Analysis of human BCR-IgH from genomic DNA with UMI incorporation

Abstract

Abstract Immune repertoire analysis can be performed from practically any biological sample as long as viable nucleic acid can be extracted. While using RNA as a template has its benefits, gDNA is often preferred as gDNA is often easier to obtain, especially from difficult samples. In addition, since each cell may only have one copy of the successfully rearranged V(D)J, it may better reflect the quantity of cells. In other words, identification of a successfully rearranged V(D)J will not be skewed by expression levels as the relationship should be one cell to one V(D)J rearrangement. We developed a new set of BCR-IgH specific primers to target the gDNA V(D)J region while also incorporating unique molecular indices (UMI) through our proprietary dimer avoided multiplex PCR technology. The inclusion of UMI with gDNA amplification allows each cell to be counted since the relationship of one V(D)J per cell will be maintained and will have a unique barcode added during the processing. The inclusion of UMI also assists with the elimination of PCR and sequencing error, which will lead to more confident analysis of low frequency clones and hypermutations. The primers were first tested on a BCR-IgH synthetic library. The sequencing result demonstrated >85% correlation with the known synthetic library gene expression.

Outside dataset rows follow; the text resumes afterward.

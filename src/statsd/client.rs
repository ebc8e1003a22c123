//! Producer-side emitter: fire-and-forget metric datagrams over UDP.
//!
//! The client is process-wide state written exactly once by
//! [`ClientConfig::install`] and read-only afterwards. Each producer
//! thread lazily binds its own send socket, so producers never share
//! mutable state with each other or with the server.

use std::cell::RefCell;
use std::net::{SocketAddr, ToSocketAddrs, UdpSocket};
use std::sync::OnceLock;
use std::time::Duration;

use tracing::debug;

use crate::error::MetricsError;
use crate::MetricResult;

use super::codec::{self, MAX_PACKET};
use super::tick::{self, Tick};

struct ClientState {
    addr: SocketAddr,
    namespace: String,
}

static CLIENT: OnceLock<ClientState> = OnceLock::new();

thread_local! {
    static SEND_SOCKET: RefCell<Option<UdpSocket>> = const { RefCell::new(None) };
}

/// Starts building the producer-side configuration.
///
/// Nothing is resolved or stored until [`ClientConfig::install`] runs.
///
/// # Example
///
/// ```no_run
/// # fn main() -> stout::MetricResult<()> {
/// stout::setup_client("127.0.0.1", 9999)
///     .namespace("myapp")
///     .track_default_metrics(45)
///     .install()?;
/// # Ok(())
/// # }
/// ```
#[must_use]
pub fn setup_client(server: &str, port: u16) -> ClientConfig {
    ClientConfig {
        server: server.to_owned(),
        port,
        namespace: "stats".to_owned(),
        defaults_period: None,
    }
}

/// Producer-side settings, installed process-wide by [`ClientConfig::install`].
pub struct ClientConfig {
    server: String,
    port: u16,
    namespace: String,
    defaults_period: Option<Duration>,
}

impl ClientConfig {
    /// Sets the namespace prepended to every metric name. The default
    /// is `stats`.
    #[must_use]
    pub fn namespace(mut self, ns: &str) -> Self {
        self.namespace = ns.to_owned();
        self
    }

    /// Emits a small set of process self-metrics (`proc.uptime` and, on
    /// Linux, `proc.mem.rss`) every `period_s` seconds from a background
    /// thread. A period of 0 is rejected by [`ClientConfig::install`].
    #[must_use]
    pub fn track_default_metrics(mut self, period_s: u64) -> Self {
        self.defaults_period = Some(Duration::from_secs(period_s));
        self
    }

    /// Resolves the server address once and installs the configuration
    /// process-wide.
    ///
    /// # Errors
    ///
    /// Returns a config error when the server name is empty, when it
    /// cannot be resolved, when the default-metrics period is 0, or when
    /// a client configuration was already installed. The configuration
    /// is write-once by design.
    pub fn install(self) -> MetricResult<()> {
        if self.server.is_empty() {
            return Err(MetricsError::Config(
                "specified server can't be an empty string".to_owned(),
            ));
        }
        if self.defaults_period == Some(Duration::ZERO) {
            return Err(MetricsError::Config(
                "default metrics period must be greater than 0".to_owned(),
            ));
        }

        let addr = (self.server.as_str(), self.port)
            .to_socket_addrs()
            .map_err(|err| {
                MetricsError::Config(format!(
                    "could not obtain address of {}: {err}",
                    self.server
                ))
            })?
            .next()
            .ok_or_else(|| {
                MetricsError::Config(format!("no address found for {}", self.server))
            })?;

        let state = ClientState { addr, namespace: self.namespace };
        if CLIENT.set(state).is_err() {
            return Err(MetricsError::Config(
                "metrics client is already configured".to_owned(),
            ));
        }

        if let Some(period) = self.defaults_period {
            spawn_default_metrics(period);
        }
        Ok(())
    }
}

/// Increments a counter by one.
///
/// # Example
///
/// ```
/// stout::inc("app.logins");
/// ```
pub fn inc(metric: &str) {
    inc_by(metric, 1);
}

/// Increments a counter by `value`.
pub fn inc_by(metric: &str, value: i64) {
    signal(metric, value, codec::format_counter);
}

/// Records one timer/histogram sample.
///
/// # Example
///
/// ```
/// let started = std::time::Instant::now();
/// // ... do something lengthy ...
/// stout::measure("app.login.duration", started.elapsed().as_millis() as i64);
/// ```
pub fn measure(metric: &str, value: i64) {
    signal(metric, value, codec::format_histogram);
}

/// Sets a gauge to an absolute value.
pub fn set(metric: &str, value: i64) {
    signal(metric, value, codec::format_gauge);
}

/// Adds a signed delta to a gauge.
///
/// ```
/// stout::set("free_space", 3000);       // free_space => 3000
/// stout::set_delta("free_space", 100);  // free_space => 3100
/// stout::set_delta("free_space", -600); // free_space => 2500
/// ```
pub fn set_delta(metric: &str, value: i64) {
    signal(metric, value, codec::format_gauge_delta);
}

fn signal(metric: &str, value: i64, format: fn(&str, i64) -> String) {
    let Some(client) = CLIENT.get() else {
        debug!("metrics client not configured, dropping {metric}");
        return;
    };

    let mut name = String::with_capacity(client.namespace.len() + metric.len() + 1);
    name.push_str(&client.namespace);
    name.push('.');
    name.push_str(metric);

    let payload = format(&name, value);
    if payload.len() >= MAX_PACKET {
        debug!("metric {metric} didn't fit, dropping");
        return;
    }

    send_to_server(&payload, client.addr);
}

fn send_to_server(payload: &str, addr: SocketAddr) {
    SEND_SOCKET.with(|cell| {
        let mut slot = cell.borrow_mut();
        if slot.is_none() {
            match UdpSocket::bind(("0.0.0.0", 0)) {
                Ok(socket) => *slot = Some(socket),
                Err(err) => {
                    debug!("cannot create client socket: {err}");
                    return;
                }
            }
        }
        if let Some(socket) = slot.as_ref() {
            if let Err(err) = socket.send_to(payload.as_bytes(), addr) {
                debug!("sendto failed: {err}");
            }
        }
    });
}

fn spawn_default_metrics(period: Duration) {
    std::thread::spawn(move || loop {
        set("proc.uptime", tick::now());
        #[cfg(target_os = "linux")]
        if let Some(kb) = resident_set_kb() {
            set("proc.mem.rss", kb);
        }
        std::thread::sleep(period);
    });
}

/// Resident set size in KiB, read from procfs. Assumes 4 KiB pages.
#[cfg(target_os = "linux")]
fn resident_set_kb() -> Option<i64> {
    let statm = std::fs::read_to_string("/proc/self/statm").ok()?;
    let pages: i64 = statm.split_whitespace().nth(1)?.parse().ok()?;
    Some(pages * 4)
}

/// Measures the lifetime of a scope and records it as a timer metric.
///
/// The timer notes the current tick on construction and records the
/// elapsed milliseconds with [`measure`] when dropped.
///
/// # Example
///
/// ```
/// fn some_function() {
///     let _timer = stout::AutoTimer::new("app.fn.duration");
///     // ... do something lengthy ...
/// } // here, timer 'app.fn.duration' is recorded
/// ```
pub struct AutoTimer {
    metric: String,
    started_at: Tick,
}

impl AutoTimer {
    /// Starts a timer for `metric`.
    #[must_use]
    pub fn new(metric: impl Into<String>) -> Self {
        Self { metric: metric.into(), started_at: tick::now() }
    }
}

impl Drop for AutoTimer {
    fn drop(&mut self) {
        measure(&self.metric, tick::since(self.started_at));
    }
}

#[cfg(test)]
mod tests {
    use super::*;

    // the process-wide client stays uninstalled in unit tests; emitting
    // without it must be a silent no-op

    #[test]
    fn test_emit_without_client_is_a_noop() {
        inc("unit.hits");
        measure("unit.lat", 5);
        set("unit.q", 1);
        set_delta("unit.q", -1);
    }

    #[test]
    fn test_auto_timer_drop_without_client() {
        let timer = AutoTimer::new("unit.scope");
        drop(timer);
    }

    #[test]
    fn test_install_rejects_empty_server() {
        let result = setup_client("", 9999).install();
        assert!(matches!(result, Err(MetricsError::Config(_))));
    }

    #[test]
    fn test_install_rejects_zero_defaults_period() {
        let result = setup_client("127.0.0.1", 9999)
            .track_default_metrics(0)
            .install();
        assert!(matches!(result, Err(MetricsError::Config(_))));
    }
}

These results showed that the new gDNA BCR-IgH panel was sufficient at amplifying all known J gene targets. Presently, we have also applied this method to gDNA extracted from B cell enriched PBMC samples including the spike-in of a known BCR clone at various concentrations. To our knowledge, this is the first assay of its kind to incorporate UMI into BCR-IgH gDNA to capture both the BCR repertoire and true cell frequency.